Nearly two weeks ago Indian-American mathematician Vinay Deolalikar, the employee of HP Labs, sent a letter to a group of mathematicians asking them to proof-read his attempt to prove P ≠ NP. The pre-print was eventually distributed over the Internet, so a lot of people became aware. Later two major flaws were found in the proof, so it is now considered wrong. Nevertheless, Vinay has removed the paper from his page and commented that he fixed all the issues and is going to submit a paper to the journal review. You can download the original paper from my web-site [Deolalikar, 2010].

We'll see if he is bluffing or not. In any case, it is very pleasant to me that the main role in the proof is played by... the graphical probabilistic model framework. Yeah, those graphical models we use in computer vision! It was surprising indeed, since the problems in computational complexity are usually discrete and well-posed.
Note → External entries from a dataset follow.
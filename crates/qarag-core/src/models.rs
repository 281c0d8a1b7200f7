//! Core data models shared by the client.
//!
//! These types mirror the JSON the backend returns for a query and the
//! entries kept in the conversation log.

use chrono::{DateTime, Utc};
use serde::{Deserialize, Serialize};

/// Marker the backend places between the direct answer and the appended
/// generation trace inside an answer text.
pub const TRACE_DELIMITER: &str = "Generation Process:";

/// Match percentage above which a passage is badged as [`MatchBadge::Precise`].
pub const DEFAULT_PRECISE_THRESHOLD: f64 = 85.0;

/// Who produced an [`Exchange`].
#[derive(Debug, Clone, Copy, PartialEq, Eq, Serialize, Deserialize)]
#[serde(rename_all = "snake_case")]
pub enum Role {
    User,
    Assistant,
}

/// One retrieved passage supporting an answer.
///
/// Field names match the backend's evidence JSON shape.
#[derive(Debug, Clone, PartialEq, Serialize, Deserialize)]
pub struct Evidence {
    /// 1-based position in the retrieval ranking.
    pub rank: u32,
    pub filename: String,
    pub page: u32,
    /// Passage content, displayed verbatim.
    pub text: String,
    /// Raw similarity score as reported by the backend.
    pub score: f64,
    /// Normalized 0–100 relevance, display only.
    pub match_percent: f64,
    /// Backend-assigned tag (e.g. `"High Match"`); opaque to the client.
    pub status: String,
}

/// Display classification of a passage's relevance.
#[derive(Debug, Clone, Copy, PartialEq, Eq)]
pub enum MatchBadge {
    Precise,
    Relevant,
}

impl MatchBadge {
    pub fn label(&self) -> &'static str {
        match self {
            MatchBadge::Precise => "Precise",
            MatchBadge::Relevant => "Relevant",
        }
    }
}

impl Evidence {
    /// Classify against `threshold`; a passage must be strictly above it
    /// to count as precise.
    pub fn badge(&self, threshold: f64) -> MatchBadge {
        if self.match_percent > threshold {
            MatchBadge::Precise
        } else {
            MatchBadge::Relevant
        }
    }

    /// Bar fill in percent, clamped to `[0, 100]`.
    pub fn bar_fill(&self) -> f64 {
        if self.match_percent.is_nan() {
            return 0.0;
        }
        self.match_percent.clamp(0.0, 100.0)
    }
}

/// Returns true when ranks run `1, 2, 3, ...` in sequence order.
pub fn ranks_are_contiguous(evidence: &[Evidence]) -> bool {
    evidence
        .iter()
        .enumerate()
        .all(|(i, ev)| ev.rank as usize == i + 1)
}

/// Successful response body of `POST /query`.
#[derive(Debug, Clone, PartialEq, Serialize, Deserialize)]
pub struct QueryResponse {
    pub answer: String,
    #[serde(default)]
    pub evidence: Vec<Evidence>,
    #[serde(default)]
    pub verification: Option<String>,
}

/// One entry in the conversation log.
#[derive(Debug, Clone, PartialEq, Serialize)]
pub struct Exchange {
    pub role: Role,
    pub text: String,
    /// Only ever non-empty on assistant exchanges.
    pub evidence: Vec<Evidence>,
    pub verification: Option<String>,
    /// Set on the diagnostic exchange appended when a query fails.
    pub is_error: bool,
    pub created_at: DateTime<Utc>,
}

impl Exchange {
    pub fn user(text: impl Into<String>) -> Self {
        Self {
            role: Role::User,
            text: text.into(),
            evidence: Vec::new(),
            verification: None,
            is_error: false,
            created_at: Utc::now(),
        }
    }

    pub fn assistant(response: QueryResponse) -> Self {
        Self {
            role: Role::Assistant,
            text: response.answer,
            evidence: response.evidence,
            verification: response.verification.filter(|v| !v.trim().is_empty()),
            is_error: false,
            created_at: Utc::now(),
        }
    }

    pub fn assistant_error(message: impl Into<String>) -> Self {
        Self {
            role: Role::Assistant,
            text: message.into(),
            evidence: Vec::new(),
            verification: None,
            is_error: true,
            created_at: Utc::now(),
        }
    }

    /// Split the text into the direct answer and any generation traces.
    ///
    /// Display only: nothing in the client branches on the result.
    pub fn answer_sections(&self) -> AnswerSections<'_> {
        let mut parts = self.text.split(TRACE_DELIMITER);
        let answer = parts.next().unwrap_or_default();
        AnswerSections {
            answer,
            traces: parts.collect(),
        }
    }
}

/// Borrowed view of an answer split on [`TRACE_DELIMITER`].
#[derive(Debug, Clone, PartialEq, Eq)]
pub struct AnswerSections<'a> {
    pub answer: &'a str,
    pub traces: Vec<&'a str>,
}
//! Panel visibility rules for narrow and wide terminals.

/// Whether the evidence panel is drawn alongside the conversation.
#[derive(Debug, Clone, Copy, PartialEq, Eq)]
pub struct PanelState {
    show_evidence: bool,
    narrow_columns: u16,
}

impl PanelState {
    /// Initial state: shown on wide terminals, hidden on narrow ones.
    pub fn for_width(columns: u16, narrow_columns: u16) -> Self {
        Self {
            show_evidence: columns >= narrow_columns,
            narrow_columns,
        }
    }

    pub fn show_evidence(&self) -> bool {
        self.show_evidence
    }

    pub fn is_narrow(&self, columns: u16) -> bool {
        columns < self.narrow_columns
    }

    /// An answer arrived. Narrow terminals pop the panel open so the new
    /// evidence is seen; wide terminals keep whatever the user chose.
    pub fn on_answer(&mut self, columns: u16) {
        if self.is_narrow(columns) {
            self.show_evidence = true;
        }
    }

    pub fn toggle(&mut self) -> bool {
        self.show_evidence = !self.show_evidence;
        self.show_evidence
    }
}
//! In-process stand-in for the question-answering backend.
//!
//! Serves `/files`, `/upload`, `/query` and `/clear` on an ephemeral port.
//! A query of `"boom"` answers HTTP 500; `fail_uploads` makes `/upload`
//! answer HTTP 503.

#![allow(dead_code)]

use axum::extract::{Multipart, State};
use axum::http::StatusCode;
use axum::response::{IntoResponse, Response};
use axum::routing::{get, post};
use axum::{Json, Router};
use serde_json::{json, Value};
use std::net::SocketAddr;
use std::sync::atomic::{AtomicBool, AtomicUsize, Ordering};
use std::sync::{Arc, Mutex};

#[derive(Clone, Default)]
pub struct MockState {
    pub files: Arc<Mutex<Vec<String>>>,
    pub uploaded_bytes: Arc<AtomicUsize>,
    pub queries: Arc<Mutex<Vec<String>>>,
    pub clears: Arc<AtomicUsize>,
    pub fail_uploads: Arc<AtomicBool>,
}

pub struct MockBackend {
    pub addr: SocketAddr,
    pub state: MockState,
}

impl MockBackend {
    pub async fn start() -> Self {
        Self::start_with(MockState::default()).await
    }

    pub async fn start_with(state: MockState) -> Self {
        let app = Router::new()
            .route("/files", get(list_files))
            .route("/upload", post(upload))
            .route("/query", post(query))
            .route("/clear", post(clear))
            .with_state(state.clone());

        let listener = tokio::net::TcpListener::bind("127.0.0.1:0").await.unwrap();
        let addr = listener.local_addr().unwrap();
        tokio::spawn(async move {
            axum::serve(listener, app).await.unwrap();
        });
        Self { addr, state }
    }

    pub fn url(&self) -> String {
        format!("http://{}", self.addr)
    }
}

async fn list_files(State(state): State<MockState>) -> Json<Value> {
    let files = state.files.lock().unwrap().clone();
    Json(json!({ "files": files }))
}

async fn upload(State(state): State<MockState>, mut multipart: Multipart) -> StatusCode {
    if state.fail_uploads.load(Ordering::SeqCst) {
        return StatusCode::SERVICE_UNAVAILABLE;
    }
    while let Ok(Some(field)) = multipart.next_field().await {
        if field.name() != Some("files") {
            return StatusCode::BAD_REQUEST;
        }
        let name = field.file_name().unwrap_or("unnamed").to_string();
        let Ok(bytes) = field.bytes().await else {
            return StatusCode::BAD_REQUEST;
        };
        state.uploaded_bytes.fetch_add(bytes.len(), Ordering::SeqCst);
        state.files.lock().unwrap().push(name);
    }
    StatusCode::OK
}

async fn query(State(state): State<MockState>, Json(body): Json<Value>) -> Response {
    let text = body["query"].as_str().unwrap_or_default().to_string();
    state.queries.lock().unwrap().push(text.clone());
    if text == "boom" {
        return (StatusCode::INTERNAL_SERVER_ERROR, "pipeline exploded").into_response();
    }

    Json(json!({
        "answer": format!(
            "Either party may terminate with 30 days notice.\nGeneration Process:\nretrieved 2 passages for '{}'",
            text
        ),
        "evidence": [
            {
                "rank": 1,
                "filename": "contract.pdf",
                "page": 9,
                "text": "Either party may terminate this agreement upon thirty (30) days written notice.",
                "score": 0.912,
                "match_percent": 91.2,
                "status": "High Match"
            },
            {
                "rank": 2,
                "filename": "contract.pdf",
                "page": 10,
                "text": "Termination does not relieve obligations accrued prior.",
                "score": 0.85,
                "match_percent": 85.0,
                "status": "Match"
            }
        ],
        "verification": "Answer is supported by page 9."
    }))
    .into_response()
}

async fn clear(State(state): State<MockState>) -> StatusCode {
    state.clears.fetch_add(1, Ordering::SeqCst);
    state.files.lock().unwrap().clear();
    StatusCode::OK
}
/// Shared, frequently-updated context the tailer keeps current (mode/shard/
/// gating flags) — read on every outbound broadcast and every inbound
/// filter pass, so it is a plain `RwLock`, not routed through the command
/// queue.
#[derive(Debug, Clone, Default)]
pub struct BridgeContext {
    pub mode: Option<String>,
    pub shard: Option<String>,
    pub is_ptu: bool,
    pub block_private_lobby_recording: bool,
}

pub struct BridgeConfig {
    pub username: String,
    pub auto_reconnect: bool,
    pub excluded_content: Vec<String>,
}

/// Callback invoked for a locally-surfaced notification (spec §4.5 "optional
/// OS-notification trigger"). No OS-notification crate is carried in the
/// teacher's stack or the rest of the pack, so this is left pluggable rather
/// than bundling one.
pub type NotificationSink = Arc<dyn Fn(&str, &str) + Send + Sync>;

enum Command {
    Connect { reply: oneshot::Sender<Result<(), BridgeError>> },
    Disconnect { reply: oneshot::Sender<Result<(), BridgeError>> },
    Reconnect { reply: oneshot::Sender<Result<(), BridgeError>> },
    Broadcast { payload: serde_json::Value, reply: oneshot::Sender<Result<(), BridgeError>> },
    GetState { reply: oneshot::Sender<BridgeState> },
    Stop,
}

/// A presence record carries the fields worth re-broadcasting on change
/// (spec §4.5 "re-track dedup against last-tracked record") — here just the
/// tailer-derived mode/shard, so a heartbeat tick with no state change is a
/// no-op instead of redundant transport traffic.
fn presence_record_from_context(username: &str, ctx: &BridgeContext) -> PresenceRecord {
    let mut fields = HashMap::new();
    fields.insert("mode".to_string(), ctx.mode.clone().map(serde_json::Value::String).unwrap_or(serde_json::Value::Null));
    fields.insert("shard".to_string(), ctx.shard.clone().map(serde_json::Value::String).unwrap_or(serde_json::Value::Null));
    PresenceRecord { key: username.to_string(), fields }
}

struct Worker {
    config: BridgeConfig,
    transport: Arc<dyn RealtimeTransport>,
    bus: MessageBus,
    context: Arc<RwLock<BridgeContext>>,
    notification_sink: Option<NotificationSink>,
    state: BridgeState,
    last_tracked_presence: Arc<RwLock<Option<PresenceRecord>>>,
    /// Last instant any ping (self-emitted heartbeat or inbound) was seen.
    /// Read directly by the watchdog rather than through bus history, since
    /// pings are Events and never land in the Message history ring.
    last_any_ping: Arc<RwLock<Instant>>,
    reconnecting: bool,
    heartbeat_handle: Option<tokio::task::JoinHandle<()>>,
    watchdog_handle: Option<tokio::task::JoinHandle<()>>,
    inbound_handle: Option<tokio::task::JoinHandle<()>>,
}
So, this post is devoted to understanding why a graphical model emerges in the proof.

First, I am going to review some key points of the proof. It is far from being exhaustive, just some rough sketches that are critical for understanding. Then I report on the flaws found in the proof, and then I end up with a methodological note on the whole P vs. NP problem.

k-SAT and d1RSB Phase

In order to prove P ≠ NP, it is enough to show the absence of a polynomial algorithm for some problem from the class NP, e.g. for some NP-complete problem (which are the "hardest" problems in NP). The boolean satisfiability problem (SAT) addresses the issue of checking if there is at least one assignment of the boolean variables in the formula, represented in conjunctive normal form (CNF), which makes it TRUE. The k-satisfiability problem (k-SAT) is a particular case of SAT, where all the clauses in the CNF have order k. For example, (x˅y)&(¬x˅y)&(x˅¬y)&(¬x˅¬y) is an instance of 2-SAT which has the answer 'NO', since any boolean values of (x, y) makes the formula false. (x˅y˅z)&(¬x˅u˅v)&(¬x˅u˅¬z) is a 3-SAT over 5 variables (x, y, z, u, v), which is satisfiable, e.g. on the input (1,0,0,1,0). 2-SAT is in P, but k-SAT is NP-complete whenever k > 2. The Deolalikar's idea is to show that k-SAT (with k > 8) is outside of P, which (if true) proves that there is a separation between P and NP.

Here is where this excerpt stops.